After reading Lisa Wingate's powerful novel based on a scandalous American adoption racket, I'd say the actual Georgia Tann must be doing a lot of explaining in the afterlife to justify her actions. Before We Were Yours (#724) is fiction, but the five Foss children who were legally stolen away from their parents in the late 1930s are an amalgamation of documented cases of abuse, cruelty, and the most powerful motivator of all, the profit Tann turned from large sums of money for healthy children paid by desperate adoptive parents.

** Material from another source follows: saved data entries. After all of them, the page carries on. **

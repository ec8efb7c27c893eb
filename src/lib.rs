//! # viewX
//!
//! Finds the most interesting aggregate views of a table: the
//! `(dimension, aggregate, measure)` charts on which a target subset of the
//! rows differs the most from the rest of the data.
//!
//! ## Quick Start
//!
//! ### As a CLI
//!
//! ```bash
//! viewx --data adult.jsonl \
//!     --dimensions sex,race,workclass \
//!     --measures age,hours_per_week,capital_gain \
//!     --target-column marital_status --target-values Married-civ-spouse \
//!     --top-k 5 --partitions 10
//! ```
//!
//! ### As a Library
//!
//! ```rust,no_run
//! use viewx::prelude::*;
//!
//! let catalog = Catalog::new(["sex", "race"], ["age", "hours_per_week"]).unwrap();
//! let married = PayloadFilter::new(FilterCondition::any_of("marital_status", ["Married"]));
//! let mut dataset = Dataset::load_jsonl("adult.jsonl", catalog, &married).unwrap();
//!
//! let views = dataset.catalog().views(&AggregateFunction::ALL);
//! let search = PruningSearch::new(SharingSearch::default(), 10).unwrap();
//! for result in search.run(&mut dataset, &views, 5).unwrap() {
//!     println!("{:.4}  {}", result.utility, result.view);
//! }
//! ```
//!
//! ## Crate Structure
//!
//! - [`viewx-core`](viewx_core) - views, catalogs, aggregate queries, the data source trait
//! - [`viewx-distance`](viewx_distance) - KL divergence and earth mover's distance
//! - [`viewx-search`](viewx_search) - naive, sharing and pruning search strategies
//! - [`viewx-storage`](viewx_storage) - in-memory cohort dataset and JSON-lines loading

// Re-export core types
pub use viewx_core::{
    generate_views, AggregateFunction, AggregateQuery, AggregateRow, AggregationDataSource,
    Catalog, Cohort, Distribution, Error, Filter, FilterCondition, MeteredSource,
    PayloadFilter, QueryStats, Record, Result, RowRange, View,
};

// Re-export distance
pub use viewx_distance::{distance, DistanceEvaluator, Measure};

// Re-export search
pub use viewx_search::{
    compare_view, EventLog, NaiveSearch, PruningConfig, PruningSearch, RankedView,
    SearchConfig, SearchEvent, SearchObserver, SearchReport, SearchStrategy, SharingSearch,
    StrategyKind, ViewComparison,
};

// Re-export storage
pub use viewx_storage::Dataset;

/// Prelude module for convenient imports
pub mod prelude {
    pub use crate::{
        AggregateFunction, AggregationDataSource, Catalog, Cohort, Dataset, DistanceEvaluator,
        Error, FilterCondition, Measure, NaiveSearch, PayloadFilter, PruningSearch, RankedView,
        Result, SearchConfig, SearchStrategy, SharingSearch, View,
    };
}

Rill Foss does her best to keep her siblings together after the police come to their Mississippi riverboat shanty moored near Memphis. They claim to be taking the children to see their parents at the hospital in Memphis, but it soon becomes obvious that it is a lie. Mistreated, starved and in real physical danger, the most appealing children vanish after "showing parties". The unappealing and unwanted ones simply disappear. Rill struggles desperately to do what is best for her sisters and brother even if it means separation.
In the present day Avery Stafford has returned home to South Carolina from a promising career as a federal prosecutor in Baltimore. She is being groomed to carry on her father's work in Congress A chance encounter at a nursing home appearance with her father's campaign leads to some unsettling questions when the old woman claims to know her Grandma Judy. No one else in the family seems to know anything about May Crandall, but the more Avery looks into it, the more she thinks May's claim maybe real. The one thing the Stafford family cannot afford is a secret which could be used by the opposition party against her father. Better that Avery finds the truth on her own.
In telling this horrific tale, Ms. Wingate has given the reader empathetic characters in Rill and Avery. Everyone was exploited here; children, prospective parents, biological parents; it's difficult to know whose plight was the worst. Since Before We Were Yours is a work of fiction, in the case of Rill Foss, she was able to create a happy ending, but for almost all of Georgia Tann's victims, this was not the case. The only good that seems to have come out of the whole sorry mess is that her work did much to remove the stigma of adoption in the American public's eyes. But then one must ask the question, was all the suffering worth it? This novel makes you think about that.
I realize it's been a long time since I've said anything a book's cover, but I did think the composite photo cover on Before We Were Yours captured a moment in this book so perfectly I had to comment on it. If you've read the book, you've probably had the same moment of recognition. Kudos to the designer for perfectly embodying the bond of sisterhood.